7. Donnie Jones, UCF:UCF was successful in Conference USA, but its been a rough back-to-back stretch for the program. Jones has never made the NCAA tournament and his 2010-11 wins were vacated for using ineligible players. Jones was also suspended three CUSA games and the program put on probation. Now he’s 25-36 overall and 9-27 in the American the last two seasons.

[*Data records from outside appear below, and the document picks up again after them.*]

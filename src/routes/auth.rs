//! Login, registration and logout.

use axum::{
    Form,
    extract::State,
    http::{StatusCode, Uri},
    response::{Html, IntoResponse, Redirect, Response},
};
use axum_extra::extract::cookie::{Cookie, CookieJar};
use tracing::{info, warn};

use super::{landing_path, login_error_key, register_error_key, session_cookie};
use crate::AppState;
use crate::error::AppError;
use crate::i18n::Locale;
use crate::session::SessionUser;
use crate::ui::forms::{LoginForm, RegisterForm};
use crate::ui::{LoginView, RegisterView, login_page, register_page, unauthorized_page};
use crate::users::{Position, UserRecord};

/// `GET /{locale}/login`
pub async fn login_form(
    locale: Locale,
    uri: Uri,
    State(state): State<AppState>,
    jar: CookieJar,
) -> Response {
    // Already signed in: skip the form
    let live = jar
        .get(&state.config.session.cookie_name)
        .and_then(|c| state.sessions.get(c.value()));
    if let Some(session) = live {
        return Redirect::to(&landing_path(locale, session.user().position)).into_response();
    }

    Html(login_page(locale, uri.path(), &LoginView::default())).into_response()
}

/// `POST /{locale}/login`
pub async fn login_submit(
    locale: Locale,
    uri: Uri,
    State(state): State<AppState>,
    jar: CookieJar,
    Form(form): Form<LoginForm>,
) -> Response {
    let email = form.email.trim().to_string();
    let rerender = |status: StatusCode, view: LoginView| {
        (status, Html(login_page(locale, uri.path(), &view))).into_response()
    };

    let errors = form.validate();
    if !errors.is_empty() {
        return rerender(
            StatusCode::UNPROCESSABLE_ENTITY,
            LoginView {
                email,
                errors,
                error: None,
            },
        );
    }

    let failed = |key: &str| LoginView {
        email: email.clone(),
        errors: Default::default(),
        error: Some(key.to_string()),
    };

    let auth = match state.accounts.sign_in(&email, &form.password).await {
        Ok(auth) => auth,
        Err(e) => {
            warn!(name: "auth.login.failed", error = %e, "Sign-in rejected");
            return rerender(StatusCode::UNAUTHORIZED, failed(login_error_key(&e)));
        }
    };

    let record = match state.documents.get_user(&auth.id_token, &auth.uid).await {
        Ok(Some(record)) => record,
        Ok(None) => {
            warn!(name: "auth.login.no_document", uid = %auth.uid, "Signed in without a user document");
            return rerender(StatusCode::FORBIDDEN, failed("Login.userDataNotFound"));
        }
        Err(e) => {
            warn!(name: "auth.login.document_failed", uid = %auth.uid, error = %e, "Could not load user document");
            return rerender(StatusCode::BAD_GATEWAY, failed("Login.genericError"));
        }
    };

    match state.cipher.open_position(&record.token_key) {
        Ok(sealed) if sealed == record.position => {}
        Ok(sealed) => warn!(
            name: "auth.token.mismatch",
            uid = %record.id,
            stored = %record.position,
            sealed = %sealed,
            "Role token does not match stored position"
        ),
        Err(e) => warn!(
            name: "auth.token.unreadable",
            uid = %record.id,
            error = %e,
            "Role token could not be opened"
        ),
    }

    let position = record.position;
    let session = state.sessions.create(SessionUser {
        uid: auth.uid,
        email: if record.email.is_empty() {
            auth.email
        } else {
            record.email
        },
        name: record.name,
        position,
        id_token: auth.id_token,
        token_key: record.token_key,
    });

    info!(
        name: "auth.login.succeeded",
        uid = %session.user().uid,
        position = %position,
        "User signed in"
    );

    let jar = jar.add(session_cookie(
        &state.config.session.cookie_name,
        session.id().to_string(),
    ));
    (jar, Redirect::to(&landing_path(locale, position))).into_response()
}

/// `GET /{locale}/register`
pub async fn register_form(locale: Locale, uri: Uri) -> Html<String> {
    Html(register_page(locale, uri.path(), &RegisterView::default()))
}

/// `POST /{locale}/register`
pub async fn register_submit(
    locale: Locale,
    uri: Uri,
    State(state): State<AppState>,
    Form(form): Form<RegisterForm>,
) -> Result<Response, AppError> {
    let render = |status: StatusCode, view: RegisterView| {
        (status, Html(register_page(locale, uri.path(), &view))).into_response()
    };
    let failed = |key: &str| RegisterView {
        name: form.name.clone(),
        email: form.email.clone(),
        errors: Default::default(),
        error: Some(key.to_string()),
        success: false,
    };

    let errors = form.validate();
    if !errors.is_empty() {
        return Ok(render(
            StatusCode::UNPROCESSABLE_ENTITY,
            RegisterView {
                name: form.name.clone(),
                email: form.email.clone(),
                errors,
                error: None,
                success: false,
            },
        ));
    }

    let name = form.name.trim().to_string();
    let auth = match state.accounts.sign_up(&form.email, &form.password).await {
        Ok(auth) => auth,
        Err(e) => {
            warn!(name: "auth.register.failed", error = %e, "Sign-up rejected");
            return Ok(render(StatusCode::BAD_REQUEST, failed(register_error_key(&e))));
        }
    };

    if let Err(e) = state.accounts.update_display_name(&auth.id_token, &name).await {
        warn!(name: "auth.register.profile_failed", uid = %auth.uid, error = %e, "Display name not set");
        return Ok(render(StatusCode::BAD_GATEWAY, failed(register_error_key(&e))));
    }

    let token_key = state.cipher.seal_position(Position::Employee)?;
    let record = UserRecord {
        id: auth.uid.clone(),
        name,
        email: form.email.clone(),
        position: Position::Employee,
        token_key,
        terms_accepted: true,
    };

    if let Err(e) = state.documents.set_user(&auth.id_token, &record).await {
        warn!(name: "auth.register.document_failed", uid = %auth.uid, error = %e, "User document not stored");
        return Ok(render(StatusCode::BAD_GATEWAY, failed(register_error_key(&e))));
    }

    info!(name: "auth.register.succeeded", uid = %auth.uid, "Account created");
    Ok(render(
        StatusCode::OK,
        RegisterView {
            success: true,
            ..RegisterView::default()
        },
    ))
}

/// `POST /{locale}/logout`
pub async fn logout(locale: Locale, State(state): State<AppState>, jar: CookieJar) -> Response {
    let cookie_name = state.config.session.cookie_name.clone();
    if let Some(session) = jar
        .get(&cookie_name)
        .and_then(|c| state.sessions.remove(c.value()))
    {
        info!(name: "auth.logout", uid = %session.user().uid, "User signed out");
    }
    let jar = jar.remove(Cookie::build(cookie_name).path("/"));
    (jar, Redirect::to(&format!("/{locale}/login"))).into_response()
}

/// `GET /{locale}/unauthorized`
pub async fn unauthorized(locale: Locale, uri: Uri) -> (StatusCode, Html<String>) {
    (
        StatusCode::FORBIDDEN,
        Html(unauthorized_page(locale, uri.path())),
    )
}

8. Travis Ford, Oklahoma State:It’s never a good sign when the team’s athletic director and biggest public booster, T. Boone Pickens, publicly have to back Travis Ford, which is precisely what happened in Stillwater this offseason. It’s a far worse sign that Ford owns no NCAA tournament wins since 2009 despite recruiting McDonald’s All-Americans like LeBryan Nash and Marcus Smart, who both played for multiple seasons.
9. Dave Rice, UNLV: Rice has proven to be a formidable force on the recruiting trail, but that success has yet to translate on the Thomas and Mack Center court, as the Rebs have missed the last two NCAA tournaments. Rice was feeling the heat a little bit this offseason when rumors of Ben Howland looking at UNLV began swirling, but Howland is now at Mississippi State and Rice landed hometown McDonald’s All-American Stephen Zimmerman. Rice still doesn’t own any NCAA tournament wins, and with yet another talented recruiting class, he needs a strong season.
10. Kim Anderson, Missouri:Anderson’s first season at Mizzou was a disaster as the team went 9-23 and 3-15 in the SEC. It’s not looking much better in the future as the Tigers lost some key pieces — namely Jonathan Williams III and Teki Gill-Cesear — to transfer.